ここでは、独身世帯と夫婦世帯、それぞれの年金収入に応じた手取り額の目安を早見表でご紹介します。


独身世帯の手取り額

65歳以上の単身(独身)世帯の場合、年金収入(額面)に応じた手取り額の目安は以下のとおりです。
年金収入が少ないほど税金や社会保険料の負担が軽くなり、手取りの割合は高くなります。
年金額が160万円以下の場合、所得税や住民税がほとんどかからないケースも多いため、天引きは社会保険料のみとなることが一般的です。
夫婦世帯の手取り額
65歳以上の夫婦2人世帯の場合、世帯の合計年金収入(額面)に応じた手取り額の目安は以下のとおりです。
なお、上記は一例であって、実際の手取り額は夫婦それぞれの年金額によって変わります。
夫婦世帯では、配偶者控除などの各種控除が適用される場合があるため、単身世帯と比べて税負担が軽くなり、手取りの割合が高くなるケースがあります。
例えば、夫の年金収入が211万円以下で、妻の年金収入が155万円以下の場合、住民税非課税世帯に該当する可能性があり、税負担が軽減されます。
早見表の前提条件と注意点
上記で提示した早見表は、以下の条件に基づいた一般的なシミュレーションです。
- 年齢: 65歳以上
- 居住地: 東京都内の市区町村
- 収入: 公的年金(厚生年金・国民年金)のみ
- 控除: 基礎控除、社会保険料控除、公的年金等控除を適用(夫婦世帯は配偶者控除も考慮)
実際の手取り額は、居住している自治体の国民健康保険料率や介護保険料率、扶養家族の有無、年金以外の所得の有無など、個々の状況によって変動します。
そのため、早見表の金額はあくまで目安として捉え、自身の正確な手取り額を知りたい場合は、後述する「ねんきんネット」での確認や、市区町村から送付される通知書を参照することが欠かせません。
年金の手取りが減る理由|額面から引かれる4つの項目

年金の額面と手取り額に差が生じるのは、給与と同じように税金と社会保険料が天引きされるためです。

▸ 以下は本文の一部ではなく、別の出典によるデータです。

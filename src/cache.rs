//! Bounded TTL cache for API responses, keyed by endpoint and request payload.

use std::collections::HashMap;
use std::hash::Hash;
use std::sync::{Arc, Mutex};
use std::time::{Duration, Instant};

use serde::Serialize;

pub trait Clock: Send + Sync {
    fn now(&self) -> Instant;
}

#[derive(Debug, Default, Clone, Copy)]
pub struct SystemClock;

impl Clock for SystemClock {
    fn now(&self) -> Instant {
        Instant::now()
    }
}

/// Clock advanced by hand; for tests.
#[derive(Debug)]
pub struct ManualClock {
    now: Mutex<Instant>,
}

impl ManualClock {
    pub fn new() -> Self {
        Self {
            now: Mutex::new(Instant::now()),
        }
    }

    pub fn advance(&self, by: Duration) {
        if let Ok(mut now) = self.now.lock() {
            *now += by;
        }
    }
}

impl Default for ManualClock {
    fn default() -> Self {
        Self::new()
    }
}

impl Clock for ManualClock {
    fn now(&self) -> Instant {
        self.now.lock().map(|now| *now).unwrap_or_else(|e| *e.into_inner())
    }
}

/// Which entry to drop when the cache is full.
#[derive(Debug, Clone, Copy, PartialEq, Eq, Default)]
pub enum EvictionPolicy {
    #[default]
    OldestInserted,
    LeastRecentlyUsed,
}

#[derive(Debug, Clone)]
struct CacheEntry<V> {
    data: V,
    timestamp: Instant,
    last_access: Instant,
}

pub struct TtlCache<K, V> {
    entries: HashMap<K, CacheEntry<V>>,
    ttl: Duration,
    max_entries: usize,
    policy: EvictionPolicy,
    clock: Arc<dyn Clock>,
}

impl<K, V> TtlCache<K, V>
where
    K: Eq + Hash + Clone,
    V: Clone,
{
    pub fn new(ttl: Duration, max_entries: usize) -> Self {
        Self::with_clock(ttl, max_entries, EvictionPolicy::default(), Arc::new(SystemClock))
    }

    pub fn with_clock(
        ttl: Duration,
        max_entries: usize,
        policy: EvictionPolicy,
        clock: Arc<dyn Clock>,
    ) -> Self {
        Self {
            entries: HashMap::new(),
            ttl,
            max_entries,
            policy,
            clock,
        }
    }

    pub fn len(&self) -> usize {
        self.entries.len()
    }

    pub fn is_empty(&self) -> bool {
        self.entries.is_empty()
    }

    fn is_expired(&self, entry: &CacheEntry<V>, now: Instant) -> bool {
        now.saturating_duration_since(entry.timestamp) >= self.ttl
    }

    pub fn get(&mut self, key: &K) -> Option<V> {
        let now = self.clock.now();
        let expired = match self.entries.get(key) {
            None => return None,
            Some(entry) => self.is_expired(entry, now),
        };
        if expired {
            self.entries.remove(key);
            return None;
        }
        let entry = self.entries.get_mut(key)?;
        entry.last_access = now;
        Some(entry.data.clone())
    }

    pub fn insert(&mut self, key: K, data: V) {
        if self.max_entries == 0 {
            return;
        }
        let now = self.clock.now();
        self.purge_expired();
        if !self.entries.contains_key(&key) {
            while self.entries.len() >= self.max_entries {
                if !self.evict_one() {
                    break;
                }
            }
        }
        self.entries.insert(
            key,
            CacheEntry {
                data,
                timestamp: now,
                last_access: now,
            },
        );
    }

    pub fn remove(&mut self, key: &K) -> Option<V> {
        self.entries.remove(key).map(|entry| entry.data)
    }

    pub fn clear(&mut self) {
        self.entries.clear();
    }

    /// Drop every expired entry; returns how many were removed.
    pub fn purge_expired(&mut self) -> usize {
        let now = self.clock.now();
        let ttl = self.ttl;
        let before = self.entries.len();
        self.entries
            .retain(|_, entry| now.saturating_duration_since(entry.timestamp) < ttl);
        before - self.entries.len()
    }

    fn evict_one(&mut self) -> bool {
        let victim = match self.policy {
            EvictionPolicy::OldestInserted => self
                .entries
                .iter()
                .min_by_key(|(_, entry)| entry.timestamp)
                .map(|(key, _)| key.clone()),
            EvictionPolicy::LeastRecentlyUsed => self
                .entries
                .iter()
                .min_by_key(|(_, entry)| entry.last_access)
                .map(|(key, _)| key.clone()),
        };
        match victim {
            Some(key) => {
                self.entries.remove(&key);
                true
            }
            None => false,
        }
    }
}

/// `"<endpoint>:<json payload>"`.
pub fn cache_key<T: Serialize + ?Sized>(endpoint: &str, payload: &T) -> Result<String, serde_json::Error> {
    Ok(format!("{endpoint}:{}", serde_json::to_string(payload)?))
}

#[cfg(test)]
mod tests {
    use super::*;
    use serde_json::json;

    fn cache(policy: EvictionPolicy, max: usize) -> (TtlCache<String, u32>, Arc<ManualClock>) {
        let clock = Arc::new(ManualClock::new());
        let cache = TtlCache::with_clock(Duration::from_secs(300), max, policy, clock.clone());
        (cache, clock)
    }

    #[test]
    fn entries_expire_after_ttl() {
        let (mut cache, clock) = cache(EvictionPolicy::OldestInserted, 10);
        cache.insert("a".into(), 1);
        clock.advance(Duration::from_secs(299));
        assert_eq!(cache.get(&"a".into()), Some(1));
        clock.advance(Duration::from_secs(1));
        assert_eq!(cache.get(&"a".into()), None);
        assert!(cache.is_empty());
    }

    #[test]
    fn oldest_entry_is_evicted_at_capacity() {
        let (mut cache, clock) = cache(EvictionPolicy::OldestInserted, 2);
        cache.insert("a".into(), 1);
        clock.advance(Duration::from_secs(1));
        cache.insert("b".into(), 2);
        clock.advance(Duration::from_secs(1));
        assert_eq!(cache.get(&"a".into()), Some(1));
        cache.insert("c".into(), 3);
        assert_eq!(cache.len(), 2);
        assert_eq!(cache.get(&"a".into()), None);
        assert_eq!(cache.get(&"b".into()), Some(2));
    }

    #[test]
    fn lru_policy_keeps_recently_read_entries() {
        let (mut cache, clock) = cache(EvictionPolicy::LeastRecentlyUsed, 2);
        cache.insert("a".into(), 1);
        clock.advance(Duration::from_secs(1));
        cache.insert("b".into(), 2);
        clock.advance(Duration::from_secs(1));
        cache.get(&"a".into());
        cache.insert("c".into(), 3);
        assert_eq!(cache.get(&"a".into()), Some(1));
        assert_eq!(cache.get(&"b".into()), None);
    }

    #[test]
    fn replacing_a_key_does_not_evict() {
        let (mut cache, _clock) = cache(EvictionPolicy::OldestInserted, 2);
        cache.insert("a".into(), 1);
        cache.insert("b".into(), 2);
        cache.insert("a".into(), 10);
        assert_eq!(cache.len(), 2);
        assert_eq!(cache.get(&"a".into()), Some(10));
        assert_eq!(cache.get(&"b".into()), Some(2));
    }

    #[test]
    fn purge_drops_only_expired() {
        let (mut cache, clock) = cache(EvictionPolicy::OldestInserted, 10);
        cache.insert("old".into(), 1);
        clock.advance(Duration::from_secs(200));
        cache.insert("new".into(), 2);
        clock.advance(Duration::from_secs(150));
        assert_eq!(cache.purge_expired(), 1);
        assert_eq!(cache.len(), 1);
    }

    #[test]
    fn zero_capacity_stores_nothing() {
        let (mut cache, _clock) = cache(EvictionPolicy::OldestInserted, 0);
        cache.insert("a".into(), 1);
        assert!(cache.is_empty());
    }

    #[test]
    fn key_includes_endpoint_and_payload() {
        let key = cache_key("/api/predict", &json!({"age": "17"})).unwrap();
        assert_eq!(key, r#"/api/predict:{"age":"17"}"#);
    }
}
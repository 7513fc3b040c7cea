//! Runtime settings and the static constants shared by the server, the form
//! utilities and the CLI.

use std::env;
use std::path::PathBuf;
use std::time::Duration;

use serde::Serialize;

pub const DEFAULT_HOST: &str = "127.0.0.1";
pub const DEFAULT_PORT: u16 = 8501;
pub const DEFAULT_DATASET_PATH: &str = "data/student-por.csv";
pub const DEFAULT_MODEL_PATH: &str = "models/risk_model.json";
pub const DEFAULT_DATABASE_URL: &str = "sqlite://mentor.db";
pub const DEFAULT_GEMINI_MODEL: &str = "gemini-2.5-flash";
pub const DEFAULT_GEMINI_BASE_URL: &str = "https://generativelanguage.googleapis.com/v1beta";

pub const CACHE_TTL: Duration = Duration::from_secs(5 * 60);
pub const CACHE_MAX_ENTRIES: usize = 50;
pub const DRAFT_TTL: Duration = Duration::from_secs(24 * 60 * 60);

pub const RATE_LIMIT_DEFAULT_PER_MINUTE: u32 = 60;
pub const RATE_LIMIT_PREDICT_PER_MINUTE: u32 = 30;
pub const RATE_LIMIT_PDF_PER_MINUTE: u32 = 5;

/// Header carrying the signed-in user's email.
pub const USER_HEADER: &str = "X-User-Email";

pub mod limits {
    pub const AGE_MIN: i64 = 15;
    pub const AGE_MAX: i64 = 30;
    pub const GRADE_MIN: i64 = 0;
    pub const GRADE_MAX: i64 = 20;
    pub const MAX_FIELD_LENGTH: usize = 100;
    pub const MAX_CUSTOM_PROMPT_LENGTH: usize = 500;
    pub const MAX_PROFILE_NAME_LENGTH: usize = 100;
}

pub mod endpoints {
    pub const PREDICT: &str = "/api/predict";
    pub const EXPLAIN: &str = "/api/explain";
    pub const ADVICE: &str = "/api/advice";
    pub const GENERATE_PDF: &str = "/generate-pdf";
    pub const HEALTH: &str = "/healthz";
    pub const STATUS: &str = "/status";
    pub const GRADE_AVERAGES: &str = "/get-grade-averages";
    pub const MODEL_INFO: &str = "/api/model/info";
    pub const PROFILES: &str = "/api/profiles";
    pub const ASSESSMENTS: &str = "/api/assessments";
    pub const FIREBASE_CONFIG: &str = "/firebase-config";
}

pub mod messages {
    pub const MODEL_NOT_LOADED: &str =
        "Machine Learning Models are not loaded. Please check server logs for pathing errors.";
    pub const ADVICE_UNAVAILABLE: &str =
        "Mentoring advice generation is currently unavailable (Gemini model not initialized).";
    pub const NO_ADVICE: &str = "No advice generated.";
    pub const NO_STUDENT_DATA: &str = "No student data provided.";
    pub const RATE_LIMITED: &str = "Too many requests. Please wait a minute and try again.";
    pub const NETWORK_ERROR: &str = "Unable to reach the server. Check your connection and try again.";
    pub const SERVER_ERROR: &str = "The server ran into a problem. Please try again shortly.";
    pub const SAVED: &str = "Profile saved.";
    pub const DRAFT_RESTORED: &str = "Restored your unsaved answers.";
}

#[derive(Debug, thiserror::Error)]
pub enum ConfigError {
    #[error("{key} must be a valid number, got {value:?}")]
    InvalidNumber { key: &'static str, value: String },
}

/// Client-side Firebase settings, served verbatim to the browser.
#[derive(Debug, Clone, Default, Serialize)]
#[serde(rename_all = "camelCase")]
pub struct FirebaseConfig {
    pub api_key: Option<String>,
    pub auth_domain: Option<String>,
    pub project_id: Option<String>,
    pub storage_bucket: Option<String>,
    pub messaging_sender_id: Option<String>,
    pub app_id: Option<String>,
    pub measurement_id: Option<String>,
}

#[derive(Debug, Clone)]
pub struct GeminiSettings {
    pub api_key: String,
    pub model: String,
    pub base_url: String,
}

#[derive(Debug, Clone)]
pub struct Config {
    pub host: String,
    pub port: u16,
    pub dataset_path: PathBuf,
    pub model_path: PathBuf,
    pub database_url: String,
    pub gemini: Option<GeminiSettings>,
    pub cache_ttl: Duration,
    pub cache_max_entries: usize,
    pub rate_limit_per_minute: u32,
    pub firebase: FirebaseConfig,
}

impl Default for Config {
    fn default() -> Self {
        Self {
            host: DEFAULT_HOST.to_string(),
            port: DEFAULT_PORT,
            dataset_path: PathBuf::from(DEFAULT_DATASET_PATH),
            model_path: PathBuf::from(DEFAULT_MODEL_PATH),
            database_url: DEFAULT_DATABASE_URL.to_string(),
            gemini: None,
            cache_ttl: CACHE_TTL,
            cache_max_entries: CACHE_MAX_ENTRIES,
            rate_limit_per_minute: RATE_LIMIT_DEFAULT_PER_MINUTE,
            firebase: FirebaseConfig::default(),
        }
    }
}

impl Config {
    pub fn from_env() -> Result<Self, ConfigError> {
        Self::from_lookup(|key| env::var(key).ok())
    }

    /// Builds the config from any key lookup; `from_env` passes the process
    /// environment.
    pub fn from_lookup<F>(lookup: F) -> Result<Self, ConfigError>
    where
        F: Fn(&str) -> Option<String>,
    {
        let defaults = Config::default();
        let get = |key: &str| lookup(key).filter(|value| !value.trim().is_empty());

        let gemini = match get("GEMINI_API_KEY") {
            Some(api_key) => Some(GeminiSettings {
                api_key,
                model: get("GEMINI_MODEL").unwrap_or_else(|| DEFAULT_GEMINI_MODEL.to_string()),
                base_url: get("GEMINI_BASE_URL")
                    .unwrap_or_else(|| DEFAULT_GEMINI_BASE_URL.to_string()),
            }),
            None => {
                tracing::warn!("GEMINI_API_KEY not set; mentoring advice will be unavailable");
                None
            }
        };

        let firebase = FirebaseConfig {
            api_key: get("FIREBASE_API_KEY"),
            auth_domain: get("FIREBASE_AUTH_DOMAIN"),
            project_id: get("FIREBASE_PROJECT_ID"),
            storage_bucket: get("FIREBASE_STORAGE_BUCKET"),
            messaging_sender_id: get("FIREBASE_MESSAGING_SENDER_ID"),
            app_id: get("FIREBASE_APP_ID"),
            measurement_id: get("FIREBASE_MEASUREMENT_ID"),
        };
        if firebase.api_key.is_none() || firebase.project_id.is_none() {
            tracing::warn!("Firebase client configuration is incomplete");
        }

        Ok(Self {
            host: get("MENTOR_HOST").unwrap_or(defaults.host),
            port: parse_number("MENTOR_PORT", get("MENTOR_PORT"), defaults.port)?,
            dataset_path: get("DATASET_PATH")
                .map(PathBuf::from)
                .unwrap_or(defaults.dataset_path),
            model_path: get("MODEL_PATH")
                .map(PathBuf::from)
                .unwrap_or(defaults.model_path),
            database_url: get("DATABASE_URL").unwrap_or(defaults.database_url),
            gemini,
            cache_ttl: Duration::from_secs(parse_number(
                "CACHE_TTL_SECS",
                get("CACHE_TTL_SECS"),
                defaults.cache_ttl.as_secs(),
            )?),
            cache_max_entries: parse_number(
                "CACHE_MAX_ENTRIES",
                get("CACHE_MAX_ENTRIES"),
                defaults.cache_max_entries,
            )?,
            rate_limit_per_minute: parse_number(
                "RATE_LIMIT_PER_MINUTE",
                get("RATE_LIMIT_PER_MINUTE"),
                defaults.rate_limit_per_minute,
            )?,
            firebase,
        })
    }
}

fn parse_number<T: std::str::FromStr>(
    key: &'static str,
    raw: Option<String>,
    default: T,
) -> Result<T, ConfigError> {
    match raw {
        None => Ok(default),
        Some(value) => value
            .trim()
            .parse()
            .map_err(|_| ConfigError::InvalidNumber { key, value }),
    }
}
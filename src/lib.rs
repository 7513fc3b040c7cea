pub mod advice;
pub mod cache;
pub mod charts;
pub mod client;
pub mod config;
pub mod data;
pub mod drafts;
pub mod error;
pub mod form;
pub mod limits;
pub mod logging;
pub mod markdown;
pub mod model;
pub mod profile;
pub mod report;
pub mod retry;
pub mod server;
pub mod store;
pub mod terminal;
pub mod ui;
pub mod validation;
pub mod wizard;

年金から天引きされる項目は、主に以下の4つです。
- 所得税
- 住民税
- 国民健康保険料(75歳以上は後期高齢者医療保険料)
- 介護保険料
これらの項目が、どのような仕組みで差し引かれるのかを理解することが、手取り額を正確に把握する第一歩です。


所得税
公的年金は、所得税法上「雑所得」に分類され、課税対象となります。年金額が一定額以上となる場合、年金の支給時に所得税が源泉徴収(天引き)されます。
源泉徴収の対象となるのは、65歳未満で年金額が年間155万円以上、65歳以上で年間205万円以上の人です。
課税対象となる所得を計算する際には、まず公的年金収入から公的年金等控除が差し引かれます。また、所得税額の計算では、基礎控除や社会保険料控除などの所得控除が適用されるため、実際に課税される所得は少なくなります。
なお、配偶者控除や扶養控除などの人的控除を源泉徴収時に反映させるには、日本年金機構から送付される「扶養親族等申告書」の提出が必要です。申告書を提出することで、源泉徴収される税額が適正化されます。
(参考:令和7年度税制改正による 所得税の基礎控除の見直し等について(源泉所得税関係) | 国税庁)
住民税
住民税は、前年の所得をもとに計算され、居住している自治体に納める税金です。65歳以上で年間の年金受給額が18万円以上の人は、一定の要件を満たしていれば、年金から住民税が天引き(特別徴収)されます。
住民税は、所得に応じて課税される「所得割」と、所得にかかわらず一定額が課税される「均等割」の合計で構成されます。所得割の税率は多くの自治体で10%です。
年金受給を開始した初年度は、住民税が課税される場合でも、年金からの特別徴収は行われず、普通徴収で納めることになります。
天引きが始まるのは翌年度からになるため、2年目以降に手取り額が減少したと感じる場合があります。
国民健康保険料
65歳から74歳までの年金受給者は、会社などの健康保険に加入している場合を除き、一定の要件を満たすと国民健康保険料が年金から天引きされます。75歳になると、全員が後期高齢者医療制度に移行し、一定の要件を満たしていれば後期高齢者医療保険料が年金から天引きされるようになります。
保険料は、居住している市区町村によって異なり、前年の所得に応じて計算される「所得割」と、加入者全員が均等に負担する「均等割」などを合算して決まります。
介護保険料
65歳以上の人(第1号被保険者)で年金の受給額が18万円以上ある人は、原則として介護保険料が年金から天引きされます。介護保険は、介護が必要になった際にサービスを受けるための公的保険制度です。
保険料の金額は、居住している市区町村の介護サービス水準や、本人の所得段階に応じて条例で定められています。
所得が低い世帯には保険料の軽減措置が設けられているため、住民税が非課税になるかどうかは介護保険料の負担額にも影響します。
(参考:年金から介護保険料・国民健康保険料(税)・後期高齢者医療保険料・住民税および森林環境税を特別徴収されるのはどのような人ですか。 | 日本年金機構)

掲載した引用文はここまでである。